__WHAT IS EXPECTED__: Please copy, word for word, the line that contains "let table = ecommerce_table();" and every line after it through the end of the records, and nothing more.

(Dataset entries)
-=-=-

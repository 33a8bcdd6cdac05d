//! Declarative mapping from each sales source to the canonical sale shape.
//!
//! Every canonical field has exactly one source column per variant. Channel is
//! never read from input data; it is a constant of the variant.

use serde::{Deserialize, Serialize};

use crate::constants::*;
use crate::domain::{SalesChannel, UnifiedSale};
use crate::error::Result;
use crate::table::{Table, Value};

/// Canonical sale fields that are copied from a source column
#[derive(Debug, Clone, Copy, PartialEq, Eq, Hash)]
pub enum CanonicalField {
    SaleId,
    SaleDate,
    ProductId,
    Quantity,
    UnitPrice,
    Location,
}

impl CanonicalField {
    pub const ALL: [CanonicalField; 6] = [
        CanonicalField::SaleId,
        CanonicalField::SaleDate,
        CanonicalField::ProductId,
        CanonicalField::Quantity,
        CanonicalField::UnitPrice,
        CanonicalField::Location,
    ];

    pub fn name(&self) -> &'static str {
        match self {
            CanonicalField::SaleId => SALE_ID,
            CanonicalField::SaleDate => SALE_DATE,
            CanonicalField::ProductId => PRODUCT_ID,
            CanonicalField::Quantity => QUANTITY,
            CanonicalField::UnitPrice => UNIT_PRICE,
            CanonicalField::Location => LOCATION,
        }
    }

    fn slot(&self) -> usize {
        *self as usize
    }
}

const POS_MAPPING: [(CanonicalField, &str); 6] = [
    (CanonicalField::SaleId, "transaction_id"),
    (CanonicalField::SaleDate, "date"),
    (CanonicalField::ProductId, "product_id"),
    (CanonicalField::Quantity, "quantity"),
    (CanonicalField::UnitPrice, "sale_price"),
    (CanonicalField::Location, "store_id"),
];

const ECOMMERCE_MAPPING: [(CanonicalField, &str); 6] = [
    (CanonicalField::SaleId, "order_id"),
    (CanonicalField::SaleDate, "order_date"),
    (CanonicalField::ProductId, "product_id"),
    (CanonicalField::Quantity, "quantity"),
    (CanonicalField::UnitPrice, "unit_price"),
    (CanonicalField::Location, "shipping_city"),
];

/// The two structurally different sales extracts
#[derive(Debug, Clone, Copy, PartialEq, Eq, Hash, Serialize, Deserialize)]
#[serde(rename_all = "snake_case")]
pub enum SalesSource {
    Pos,
    Ecommerce,
}

impl SalesSource {
    pub fn table_name(&self) -> &'static str {
        match self {
            SalesSource::Pos => POS_TRANSACTIONS,
            SalesSource::Ecommerce => ECOMMERCE_ORDERS,
        }
    }

    pub fn channel(&self) -> SalesChannel {
        match self {
            SalesSource::Pos => SalesChannel::Offline,
            SalesSource::Ecommerce => SalesChannel::Online,
        }
    }

    pub fn mapping(&self) -> &'static [(CanonicalField, &'static str); 6] {
        match self {
            SalesSource::Pos => &POS_MAPPING,
            SalesSource::Ecommerce => &ECOMMERCE_MAPPING,
        }
    }

    /// Source column that feeds `field`
    pub fn source_column(&self, field: CanonicalField) -> &'static str {
        self.mapping()
            .iter()
            .find(|(f, _)| *f == field)
            .map(|(_, column)| *column)
            .unwrap_or_else(|| field.name())
    }

    /// Resolve every mapped column against `table`; a missing column is a schema error
    pub fn resolve(&self, table: &Table) -> Result<ResolvedMapping> {
        let mut indexes = [0usize; 6];
        for (field, column) in self.mapping() {
            indexes[field.slot()] = table.schema().require(self.table_name(), column)?;
        }
        Ok(ResolvedMapping {
            source: *self,
            indexes,
        })
    }

    /// Rename a raw table's rows into canonical staged records, in input order
    pub fn stage(&self, table: &Table) -> Result<Vec<StagedSale>> {
        let mapping = self.resolve(table)?;
        Ok(table
            .rows()
            .iter()
            .enumerate()
            .map(|(i, row)| mapping.extract(i, row))
            .collect())
    }
}

/// Column positions of one source table, indexed by canonical field
#[derive(Debug, Clone)]
pub struct ResolvedMapping {
    source: SalesSource,
    indexes: [usize; 6],
}

impl ResolvedMapping {
    fn value(&self, row: &[Value], field: CanonicalField) -> Value {
        row[self.indexes[field.slot()]].clone()
    }

    pub fn extract(&self, source_row: usize, row: &[Value]) -> StagedSale {
        StagedSale {
            source: self.source,
            source_row,
            sale_id: self.value(row, CanonicalField::SaleId),
            sale_date: self.value(row, CanonicalField::SaleDate),
            product_id: self.value(row, CanonicalField::ProductId),
            quantity: self.value(row, CanonicalField::Quantity),
            unit_price: self.value(row, CanonicalField::UnitPrice),
            channel: self.source.channel(),
            location: self.value(row, CanonicalField::Location),
        }
    }
}

/// A sale renamed to canonical fields but not yet validated
#[derive(Debug, Clone, PartialEq)]
pub struct StagedSale {
    pub source: SalesSource,
    /// Row position in the source table, for error reporting
    pub source_row: usize,
    pub sale_id: Value,
    pub sale_date: Value,
    pub product_id: Value,
    pub quantity: Value,
    pub unit_price: Value,
    pub channel: SalesChannel,
    pub location: Value,
}

impl StagedSale {
    /// Re-stage an already conformed sale, e.g. to re-check quality rules
    pub fn from_unified(source_row: usize, sale: &UnifiedSale) -> Self {
        let source = match sale.channel {
            SalesChannel::Offline => SalesSource::Pos,
            SalesChannel::Online => SalesSource::Ecommerce,
        };
        Self {
            source,
            source_row,
            sale_id: Value::from(sale.sale_id.as_str()),
            sale_date: Value::Date(sale.sale_date),
            product_id: Value::from(sale.product_id.as_str()),
            quantity: Value::Int64(sale.quantity),
            unit_price: Value::Decimal(sale.unit_price),
            channel: sale.channel,
            location: Value::from(sale.location.clone()),
        }
    }
}

#[cfg(test)]
mod tests {
    use super::*;
    use crate::error::PipelineError;
    use crate::table::{ScalarType, Schema};

    fn ecommerce_table() -> Table {
        Table::new(
            ECOMMERCE_ORDERS,
            Schema::of(&[
                ("shipping_city", ScalarType::Utf8),
                ("order_id", ScalarType::Utf8),
                ("order_date", ScalarType::Utf8),
                ("product_id", ScalarType::Utf8),
                ("quantity", ScalarType::Int64),
                ("unit_price", ScalarType::Decimal),
                (SOURCE_SYSTEM, ScalarType::Utf8),
            ]),
            vec![vec![
                Value::from("Mumbai"),
                Value::from("E1"),
                Value::from("2024-01-06"),
                Value::from("P2"),
                Value::Int64(1),
                Value::Decimal(rust_decimal::Decimal::new(500, 2)),
                Value::from("ECOMMERCE"),
            ]],
        )
        .unwrap()
    }

    #[test]
    fn test_every_canonical_field_mapped_once_per_source() {
        for source in [SalesSource::Pos, SalesSource::Ecommerce] {
            for field in CanonicalField::ALL {
                let count = source.mapping().iter().filter(|(f, _)| *f == field).count();
                assert_eq!(count, 1, "{:?} maps {:?} {} times", source, field, count);
            }
        }
    }

    #[test]
    fn test_stage_renames_and_sets_channel() {
        let staged = SalesSource::Ecommerce.stage(&ecommerce_table()).unwrap();
        assert_eq!(staged.len(), 1);
        let sale = &staged[0];
        assert_eq!(sale.sale_id, Value::from("E1"));
        assert_eq!(sale.location, Value::from("Mumbai"));
        assert_eq!(sale.channel, SalesChannel::Online);
        assert_eq!(sale.source_row, 0);
    }

    #[test]
    fn test_missing_source_column_is_schema_error() {
        let table = ecommerce_table();
        let err = SalesSource::Pos.stage(&table).unwrap_err();
        assert!(matches!(
            err,
            PipelineError::Schema { ref table, ref column } if table == POS_TRANSACTIONS && column == "transaction_id"
        ));
    }

    #[test]
    fn test_source_column_lookup() {
        assert_eq!(SalesSource::Pos.source_column(CanonicalField::UnitPrice), "sale_price");
        assert_eq!(SalesSource::Ecommerce.source_column(CanonicalField::SaleDate), "order_date");
    }
}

-=-=-

__RESPONSE FOR THIS EXERCISE__:
        let table = ecommerce_table();
        let err = SalesSource::Pos.stage(&table).unwrap_err();
        assert!(matches!(
            err,
            PipelineError::Schema { ref table, ref column } if table == POS_TRANSACTIONS && column == "transaction_id"
        ));
    }

    #[test]
    fn test_source_column_lookup() {
        assert_eq!(SalesSource::Pos.source_column(CanonicalField::UnitPrice), "sale_price");
        assert_eq!(SalesSource::Ecommerce.source_column(CanonicalField::SaleDate), "order_date");
    }
}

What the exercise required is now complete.